The reason to use SDF is to avoid ABI issues, follow guidance from the protobuf developers, and leave open the door for improving our cache performance.

Unfortunately, most of the SDF DOM objects also make use of the PIMPL pattern which likely will block any sort of cache performance improvement. The best strategy would be to come up with another very basic (read: c-struct) representation of the data that could be either serialized to SDF DOM objects or protobuf messages. This would allow the ECS to operate on the most efficient in-memory version of the data.

mjcarroll avatar May 05 '22 20:05 mjcarroll

Another issue is that ign-msgs that contain other ign-msg types are heap allocated, and so defeat the purpose storing components in contiguous memory in the ECS.

I know I brought this up, but as of https://github.com/ignitionrobotics/ign-gazebo/pull/856, we don't store components in contiguous storage, so this may not be relevant anymore.

azeey avatar May 05 '22 20:05 azeey

It would be nice to revisit the topic of storing components in contiguous memory, that was one of the big motivations for moving to ECS.

I know it sounds backwards not to use contiguous storage anymore, but as detailed on #856, that had been hurting performance, rather than helping it.

It seems that SDF is the safer option.

Most SDF classes were originally designed to be "read-only" and part of a tree. As documented in most of them: Typical usage of the SDF DOM is through the Root object. Some of this may be changing, and there's an ongoing effort to document this here. But ultimately, it doesn't look like SDF classes were designed to be used as independent components that store plain data efficiently.

follow guidance from the protobuf developers

I believe the guidance is that we shouldn't be packaging the generated C++ code. It may be possible to solve this while still using them in components, see https://github.com/ignitionrobotics/ign-msgs/issues/113.

chapulina avatar May 05 '22 22:05 chapulina

I know it sounds backwards not to use contiguous storage anymore, but as detailed on https://github.com/gazebosim/gz-sim/pull/856, that had been hurting performance, rather than helping it.

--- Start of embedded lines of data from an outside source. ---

//! Metrics as reported by a custom report group.

use std::collections::BTreeSet;

use serde::{Deserialize, Serialize};
use serde_json::{Map, Value};

use crate::error::MetricsResult;

/// Dimension every metric carries regardless of what was reported.
pub const TARGET_TAG: &str = "target";

fn default_true() -> bool {
    true
}

/// One observed metric.
///
/// ```json
/// {"field_name": "cpu_usage", "tag_value_list": {"module": {..}},
///  "last_modify_time": 1700000000, "is_active": true}
/// ```
#[derive(Debug, Clone, PartialEq, Serialize, Deserialize)]
pub struct ObservedMetric {
    pub field_name: String,
    /// Dimension name to recent values. Only the keys are used.
    #[serde(default)]
    pub tag_value_list: Option<Map<String, Value>>,
    /// Unix seconds of the last report.
    #[serde(default)]
    pub last_modify_time: Option<f64>,
    #[serde(default = "default_true")]
    pub is_active: bool,
}

impl ObservedMetric {
    pub fn new(field_name: &str, tags: &[&str]) -> Self {
        Self {
            field_name: field_name.to_string(),
            tag_value_list: Some(
                tags.iter()
                    .map(|t| (t.to_string(), Value::Object(Map::new())))
                    .collect(),
            ),
            last_modify_time: None,
            is_active: true,
        }
    }

    /// Sorted, de-duplicated dimension names including [`TARGET_TAG`].
    ///
    /// `None` when the observation carries no `tag_value_list`.
    pub fn tags(&self) -> Option<Vec<String>> {
        let values = self.tag_value_list.as_ref()?;
        let mut tags: BTreeSet<String> = values.keys().cloned().collect();
        tags.insert(TARGET_TAG.to_string());
        Some(tags.into_iter().collect())
    }

    /// When the metric was last seen, falling back to `now`.
    pub fn reported_at(&self, now: u64) -> u64 {
        match self.last_modify_time {
            Some(t) if t.is_finite() && t >= 0.0 => t as u64,
            _ => now,
        }
    }

    /// The time to store for this metric.
    ///
    /// Inactive metrics of auto-discovering groups expire immediately.
    pub fn effective_time(&self, now: u64, auto_discovery: bool) -> EffectiveTime {
        if !self.is_active && auto_discovery {
            EffectiveTime::ExpireNow
        } else {
            EffectiveTime::At(self.reported_at(now))
        }
    }
}

/// Last-modified time derived from an observation.
#[derive(Debug, Clone, Copy, PartialEq, Eq)]
pub enum EffectiveTime {
    At(u64),
    /// Stored as `last_modify_time = 0`.
    ExpireNow,
}

impl EffectiveTime {
    pub fn as_secs(&self) -> u64 {
        match self {
            EffectiveTime::At(secs) => *secs,
            EffectiveTime::ExpireNow => 0,
        }
    }
}

/// Parse a JSON array of observations.
pub fn parse_observations(json: &str) -> MetricsResult<Vec<ObservedMetric>> {
    Ok(serde_json::from_str(json)?)
}

#[cfg(test)]
mod tests {
    use super::*;

    #[test]
    fn tags_are_keys_plus_target() {
        let metric = ObservedMetric::new("cpu", &["module", "location", "module"]);
        assert_eq!(metric.tags().unwrap(), vec!["location", "module", "target"]);

        let reported_target = ObservedMetric::new("cpu", &["target"]);
        assert_eq!(reported_target.tags().unwrap(), vec!["target"]);
    }

    #[test]
    fn missing_tag_value_list_has_no_tags() {
        let metric: ObservedMetric = serde_json::from_str(r#"{"field_name":"cpu"}"#).unwrap();
        assert!(metric.is_active);
        assert_eq!(metric.tags(), None);
    }

    #[test]
    fn effective_time_defaults_and_sentinel() {
        let mut metric = ObservedMetric::new("cpu", &[]);
        assert_eq!(metric.effective_time(500, false), EffectiveTime::At(500));

        metric.last_modify_time = Some(1234.9);
        assert_eq!(metric.effective_time(500, true), EffectiveTime::At(1234));

        metric.is_active = false;
        assert_eq!(metric.effective_time(500, true), EffectiveTime::ExpireNow);
        assert_eq!(EffectiveTime::ExpireNow.as_secs(), 0);
        assert_eq!(metric.effective_time(500, false), EffectiveTime::At(1234));

        metric.last_modify_time = Some(-3.0);
        assert_eq!(metric.reported_at(500), 500);
    }

    #[test]
    fn parses_report_payload() {
        let json = r#"[
            {"field_name": "cpu_usage", "tag_value_list": {"module": {"last_update_time": 1}},
             "last_modify_time": 1700000000},
            {"field_name": "mem_usage", "tag_value_list": {}, "is_active": false}
        ]"#;
        let metrics = parse_observations(json).unwrap();
        assert_eq!(metrics.len(), 2);
        assert_eq!(metrics[0].tags().unwrap(), vec!["module", "target"]);
        assert_eq!(metrics[0].last_modify_time, Some(1700000000.0));
        assert!(!metrics[1].is_active);
        assert!(parse_observations("{}").is_err());
    }
}
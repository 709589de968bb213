pub mod config;
pub mod duration;
pub mod types;

pub use config::{BkdataConfig, CatalogConfig, ConfigError, MetricsConfig, VmConfig, WorkerConfig};
pub use duration::parse_duration;
pub use types::*;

I think you could argue that we were never really using contiguous storage correctly because many of our components were using the PIMPL pattern as well. The speedups in contiguous storage would come from using POD types as components.

it doesn't look like SDF classes were designed to be used as independent components that store plain data efficiently.

I agree with this as well. It would be interesting to experiment with POD components at some point, but I don't think it's a high priority at the moment.

I believe the guidance is that we shouldn't be packaging the generated C++ code. It may be possible to solve this while still using them in components, see https://github.com/gazebosim/gz-msgs/issues/113.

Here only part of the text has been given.